Records from a data source.
····················

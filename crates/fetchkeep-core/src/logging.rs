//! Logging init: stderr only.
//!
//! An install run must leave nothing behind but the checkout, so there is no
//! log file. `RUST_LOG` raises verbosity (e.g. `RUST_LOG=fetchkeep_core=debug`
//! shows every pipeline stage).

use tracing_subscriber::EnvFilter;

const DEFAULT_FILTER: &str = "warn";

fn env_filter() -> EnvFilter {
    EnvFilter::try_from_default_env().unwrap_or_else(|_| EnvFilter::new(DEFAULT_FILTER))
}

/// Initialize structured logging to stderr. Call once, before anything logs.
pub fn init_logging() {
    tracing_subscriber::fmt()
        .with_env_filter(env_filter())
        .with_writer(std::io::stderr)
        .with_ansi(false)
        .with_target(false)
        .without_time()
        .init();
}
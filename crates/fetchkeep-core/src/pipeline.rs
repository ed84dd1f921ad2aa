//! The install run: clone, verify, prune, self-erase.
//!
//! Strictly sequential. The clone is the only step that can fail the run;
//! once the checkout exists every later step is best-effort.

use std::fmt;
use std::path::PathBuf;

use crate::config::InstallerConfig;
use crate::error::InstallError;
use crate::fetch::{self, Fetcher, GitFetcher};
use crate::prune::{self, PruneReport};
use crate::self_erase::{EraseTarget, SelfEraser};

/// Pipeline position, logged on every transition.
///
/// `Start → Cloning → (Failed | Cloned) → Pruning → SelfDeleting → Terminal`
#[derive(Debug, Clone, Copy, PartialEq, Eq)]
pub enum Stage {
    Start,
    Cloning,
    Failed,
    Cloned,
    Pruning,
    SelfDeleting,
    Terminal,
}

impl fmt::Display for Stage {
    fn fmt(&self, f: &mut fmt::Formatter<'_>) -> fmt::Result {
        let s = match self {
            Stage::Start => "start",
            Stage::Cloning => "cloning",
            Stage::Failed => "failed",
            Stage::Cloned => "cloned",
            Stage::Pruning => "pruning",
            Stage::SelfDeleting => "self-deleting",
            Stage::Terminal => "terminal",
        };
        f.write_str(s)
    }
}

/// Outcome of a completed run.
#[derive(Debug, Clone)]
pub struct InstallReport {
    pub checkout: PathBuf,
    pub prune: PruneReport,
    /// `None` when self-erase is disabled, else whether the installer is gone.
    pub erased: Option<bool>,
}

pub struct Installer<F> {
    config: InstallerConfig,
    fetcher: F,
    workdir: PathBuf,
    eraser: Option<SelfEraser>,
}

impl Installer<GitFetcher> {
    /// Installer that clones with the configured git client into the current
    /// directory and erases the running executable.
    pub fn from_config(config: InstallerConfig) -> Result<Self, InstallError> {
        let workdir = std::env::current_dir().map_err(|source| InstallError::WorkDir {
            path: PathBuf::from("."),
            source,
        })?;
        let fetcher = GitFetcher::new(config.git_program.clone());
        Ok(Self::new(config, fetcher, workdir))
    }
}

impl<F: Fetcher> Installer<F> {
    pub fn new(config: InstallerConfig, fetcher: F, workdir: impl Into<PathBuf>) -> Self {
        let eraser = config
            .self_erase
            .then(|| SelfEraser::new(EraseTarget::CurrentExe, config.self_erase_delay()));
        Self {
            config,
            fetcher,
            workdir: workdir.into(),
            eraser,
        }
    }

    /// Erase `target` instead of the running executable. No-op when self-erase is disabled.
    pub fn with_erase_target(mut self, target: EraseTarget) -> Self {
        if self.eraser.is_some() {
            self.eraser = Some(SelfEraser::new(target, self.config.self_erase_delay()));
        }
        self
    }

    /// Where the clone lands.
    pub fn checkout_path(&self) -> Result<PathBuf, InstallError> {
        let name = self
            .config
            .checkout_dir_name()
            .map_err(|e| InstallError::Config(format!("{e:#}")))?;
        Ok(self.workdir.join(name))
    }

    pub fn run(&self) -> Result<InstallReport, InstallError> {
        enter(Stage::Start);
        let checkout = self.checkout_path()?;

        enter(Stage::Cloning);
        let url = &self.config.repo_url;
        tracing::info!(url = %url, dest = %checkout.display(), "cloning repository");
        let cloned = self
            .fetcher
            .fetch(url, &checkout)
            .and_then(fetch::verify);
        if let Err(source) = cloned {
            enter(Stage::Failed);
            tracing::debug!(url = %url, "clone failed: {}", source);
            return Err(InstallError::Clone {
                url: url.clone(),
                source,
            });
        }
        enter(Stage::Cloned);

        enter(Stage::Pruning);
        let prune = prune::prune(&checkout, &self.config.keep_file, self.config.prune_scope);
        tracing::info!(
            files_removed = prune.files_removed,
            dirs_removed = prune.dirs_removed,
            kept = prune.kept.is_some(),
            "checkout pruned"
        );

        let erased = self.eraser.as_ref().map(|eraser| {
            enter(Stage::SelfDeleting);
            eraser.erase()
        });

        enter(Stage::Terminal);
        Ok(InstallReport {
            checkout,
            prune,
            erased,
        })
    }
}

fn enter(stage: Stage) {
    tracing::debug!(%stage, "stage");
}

····················

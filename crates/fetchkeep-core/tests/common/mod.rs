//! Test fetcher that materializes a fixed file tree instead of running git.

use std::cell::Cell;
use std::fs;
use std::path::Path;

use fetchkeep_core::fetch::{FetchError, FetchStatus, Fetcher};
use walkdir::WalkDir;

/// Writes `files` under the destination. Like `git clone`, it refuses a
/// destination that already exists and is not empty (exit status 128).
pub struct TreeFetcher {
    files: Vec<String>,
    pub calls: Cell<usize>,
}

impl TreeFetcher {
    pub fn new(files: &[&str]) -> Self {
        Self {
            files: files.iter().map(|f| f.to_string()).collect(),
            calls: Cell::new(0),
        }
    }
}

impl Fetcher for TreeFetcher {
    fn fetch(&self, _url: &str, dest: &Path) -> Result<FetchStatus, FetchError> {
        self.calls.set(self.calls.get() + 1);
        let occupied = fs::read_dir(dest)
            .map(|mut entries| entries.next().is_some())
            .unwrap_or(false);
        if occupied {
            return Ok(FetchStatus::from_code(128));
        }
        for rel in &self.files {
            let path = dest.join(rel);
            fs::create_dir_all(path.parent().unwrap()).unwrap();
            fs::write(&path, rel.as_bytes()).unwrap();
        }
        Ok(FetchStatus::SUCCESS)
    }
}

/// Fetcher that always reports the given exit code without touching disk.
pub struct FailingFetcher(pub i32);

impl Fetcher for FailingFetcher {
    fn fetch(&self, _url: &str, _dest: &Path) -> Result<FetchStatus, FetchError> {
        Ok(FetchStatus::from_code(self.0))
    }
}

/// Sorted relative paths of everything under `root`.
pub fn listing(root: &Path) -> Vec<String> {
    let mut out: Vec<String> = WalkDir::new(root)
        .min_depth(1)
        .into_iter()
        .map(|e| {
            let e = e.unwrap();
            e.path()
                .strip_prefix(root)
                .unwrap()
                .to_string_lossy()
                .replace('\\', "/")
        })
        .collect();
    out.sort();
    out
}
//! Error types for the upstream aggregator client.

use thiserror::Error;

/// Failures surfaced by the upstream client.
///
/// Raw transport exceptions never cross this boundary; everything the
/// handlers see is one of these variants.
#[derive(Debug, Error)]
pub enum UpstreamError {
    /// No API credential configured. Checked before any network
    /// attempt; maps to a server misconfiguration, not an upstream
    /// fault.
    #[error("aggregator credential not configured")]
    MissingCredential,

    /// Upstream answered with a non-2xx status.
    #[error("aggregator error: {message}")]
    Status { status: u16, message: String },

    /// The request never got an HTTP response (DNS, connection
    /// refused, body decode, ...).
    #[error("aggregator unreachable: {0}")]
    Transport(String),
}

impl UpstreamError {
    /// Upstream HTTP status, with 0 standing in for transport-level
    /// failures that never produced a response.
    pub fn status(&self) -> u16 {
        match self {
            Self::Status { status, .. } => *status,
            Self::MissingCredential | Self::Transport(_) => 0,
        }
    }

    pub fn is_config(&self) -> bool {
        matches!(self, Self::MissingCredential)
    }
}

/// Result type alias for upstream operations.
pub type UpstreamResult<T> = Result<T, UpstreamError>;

····················

REQUIRED WORK.
Copy each line of the data above that holds "instead".

ANSWER.
    /// Erase `target` instead of the running executable. No-op when self-erase is disabled.
//! Test fetcher that materializes a fixed file tree instead of running git.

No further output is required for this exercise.